Indeed, the algorithm assesses the content of the platform based on the guidelines it receives from humans. Thus knowing how the algorithm works - I argue - is critical to be successful on LinkedIn. Why? By understanding the algorithm in reality you understand what's the aim of the platform and also how it is evolving.
In addition, even if you don't plan to build a strategy on LinkedIn but you're a user and you're curious about what's behind a platform that recently has crossed half a billion members this article is for you.
- Everything you need to know about LinkedIn Feed Algorithm
- Pass the content quality assessment
- Precision and Recall mechanism to select relevant content
- The FollowFeed mechanism of virality
- How LinkedIn created the Activity Graph from a bug to emphasize organic content
- Avoid low-quality content to go hyper-viral
- LinkedIn feed content syndication summarized
- Leverage the network effect to grow your LinkedIn audience
- LinkedIn feed algorithm explained
Everything you need to know about LinkedIn Feed Algorithm
As explained by Rushi Bhatt, director of Engineering at LinkedIn:
Keeping the LinkedIn feed relevant by identifying unprofessional and spammy content is critical to maintaining the quality our members’ content consumption experiences. In this post, we describe the various processes and algorithms that keep our feed cleared of spam and relevant to our members.
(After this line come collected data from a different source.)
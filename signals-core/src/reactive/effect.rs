//! Effect Implementation
//!
//! An Effect is a side-effecting computation that runs whenever its
//! dependencies change.
//!
//! # How Effects Work
//!
//! 1. When created, the effect runs its function immediately to establish
//!    initial dependencies.
//!
//! 2. When any dependency changes, the effect is queued. It re-runs when the
//!    queue is flushed: right after the write, or at the end of the
//!    outermost batch.
//!
//! 3. Before re-running, the effect rewinds its dependency list; whatever
//!    the new run does not read again is unlinked afterwards.
//!
//! # Ownership
//!
//! An effect created while another effect (or a scope) is running is owned
//! by it. When the owner re-runs or is disposed, the effects it owned are
//! disposed with it. An inner effect whose dependencies change re-runs on
//! its own, without re-running its owner.
//!
//! # Differences from Computed
//!
//! - Computeds return a value; effects do not.
//! - Computeds are lazy (compute on access); effects are eager (run when deps change).
//! - Computeds cache results; effects just run their side effect.

use std::marker::PhantomData;
use std::rc::Rc;

use crate::graph::NodeId;

use super::runtime::Runtime;

/// Handle to a running effect.
///
/// Dropping the handle does not stop the effect; call [`Effect::dispose`].
///
/// # Example
///
/// ```rust
/// use std::cell::Cell;
/// use std::rc::Rc;
/// use signals_core::reactive::{effect, signal};
///
/// let count = signal(0);
/// let seen = Rc::new(Cell::new(-1));
///
/// let e = effect({
///     let (count, seen) = (count.clone(), seen.clone());
///     move || seen.set(count.get())
/// });
/// assert_eq!(seen.get(), 0);
///
/// count.set(5);
/// assert_eq!(seen.get(), 5);
///
/// e.dispose();
/// count.set(6);
/// assert_eq!(seen.get(), 5);
/// ```
#[derive(Debug, Clone, Copy, PartialEq, Eq)]
pub struct Effect {
    node: NodeId,
    _not_send: PhantomData<*const ()>,
}

impl Effect {
    /// Create an effect and run it once.
    pub fn new(run: impl Fn() + 'static) -> Self {
        let node = Runtime::with(|rt| rt.create_effect(Rc::new(run)));
        Self {
            node,
            _not_send: PhantomData,
        }
    }

    /// The effect's node in the graph.
    pub fn id(&self) -> NodeId {
        self.node
    }

    /// Stop the effect: unlink it from its dependencies and its owner, and
    /// dispose the effects it owns. Disposing twice is a no-op.
    pub fn dispose(&self) {
        Runtime::with(|rt| rt.dispose(self.node));
    }

    pub fn is_disposed(&self) -> bool {
        Runtime::with(|rt| !rt.graph(|graph| graph.contains(self.node)))
    }

    /// Number of nodes the last run read, plus the inner effects it owns.
    pub fn dependency_count(&self) -> usize {
        Runtime::with(|rt| rt.graph(|graph| graph.dependency_count(self.node)))
    }
}

/// Create an effect. Shorthand for [`Effect::new`].
pub fn effect(run: impl Fn() + 'static) -> Effect {
    Effect::new(run)
}

#[cfg(test)]
mod tests {
    use super::*;
    use crate::reactive::signal;
    use std::cell::Cell;

    #[test]
    fn effect_runs_immediately() {
        let count = Rc::new(Cell::new(0));
        let _e = effect({
            let count = count.clone();
            move || count.set(count.get() + 1)
        });
        assert_eq!(count.get(), 1);
    }

    #[test]
    fn effect_reruns_on_change() {
        let s = signal(1);
        let seen = Rc::new(Cell::new(0));
        let _e = effect({
            let (s, seen) = (s.clone(), seen.clone());
            move || seen.set(s.get())
        });

        s.set(7);
        assert_eq!(seen.get(), 7);
    }

    #[test]
    fn dispose_is_idempotent() {
        let s = signal(1);
        let e = effect({
            let s = s.clone();
            move || {
                s.get();
            }
        });
        assert_eq!(e.dependency_count(), 1);

        e.dispose();
        e.dispose();
        assert!(e.is_disposed());
        assert_eq!(s.subscriber_count(), 0);
        assert_eq!(e.dependency_count(), 0);
    }

    #[test]
    fn dropping_the_handle_keeps_the_effect() {
        let s = signal(1);
        let seen = Rc::new(Cell::new(0));
        drop(effect({
            let (s, seen) = (s.clone(), seen.clone());
            move || seen.set(s.get())
        }));

        s.set(3);
        assert_eq!(seen.get(), 3);
    }

    #[test]
    fn disposing_frees_captured_handles() {
        let s = signal(1);
        let e = effect({
            let s = s.clone();
            move || {
                s.get();
            }
        });
        let id = s.id();
        e.dispose();
        drop(s);

        assert!(!Runtime::with(|rt| rt.graph(|graph| graph.contains(id))));
    }
}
Thus, the relevance of the content is assessed via negativa. In short, the LinkedIn algorithm is at each time trying to understand whether a piece of content is spammy or not:
The LinkedIn spam-fighting strategy, Source: engineering.linkedin.com
It does that by performing small tests. In other words, instead of pushing out the post update to most of your network, the LinkedIn algorithm starts with a small number of people; if those people find the content engaging. The selection begins to expand. Therefore, when you post content on LinkedIn it goes through three main players:
- human editors
The users give their vote with Likes, Comments, and Shares. The algorithm acts as a sort of middleman between the users and the human editors to keep the flow going. When the content gets a low content quality score (which tries to answer "is content good?"), it triggers the check of a human editor to see whether it's spammy. If instead, the content passes the content quality score it's cleared and displayed to a small number of users that can give their vote.
After the vote (with likes, comments, and shares) quality classifiers and virality predictors algorithms keep performing an assessment, which triggers a check from human editors again. If it passes the test (is content good?), then it gets cleared and displayed back to users.
That is why in some way posting stuff that is interesting to people, rather than focusing on the algorithm is critical. In fact, if your post is going viral yet it might be spammy, it will still be checked by human editors that might demote it! That is because assessing whether the content is low quality or not also depends on factors that are not easy to weight.
In short, as of now, it might be easier to fool algorithms, than human editors. However, the algorithms do play a critical role in filtering out content. In fact, using humans to do that, for a platform with over half a billion users might be impossible.
What are the steps the LinkedIn feed algorithm takes to make a post or article go viral?
Pass the content quality assessment
As LinkedIn specifies:
The role of the LinkedIn feed is to provide timely, professional content. What may pass as acceptable content on a general social network may not be a pleasing experience for a professional social network like LinkedIn. We would like to eliminate as much low-quality content from the site as possible. At the same time, we do not want to be overzealous about filtering content from the site, because that could lead to more false positives and user dissatisfaction. In other words, we need to strive for high precision and recall for our classification and labeling.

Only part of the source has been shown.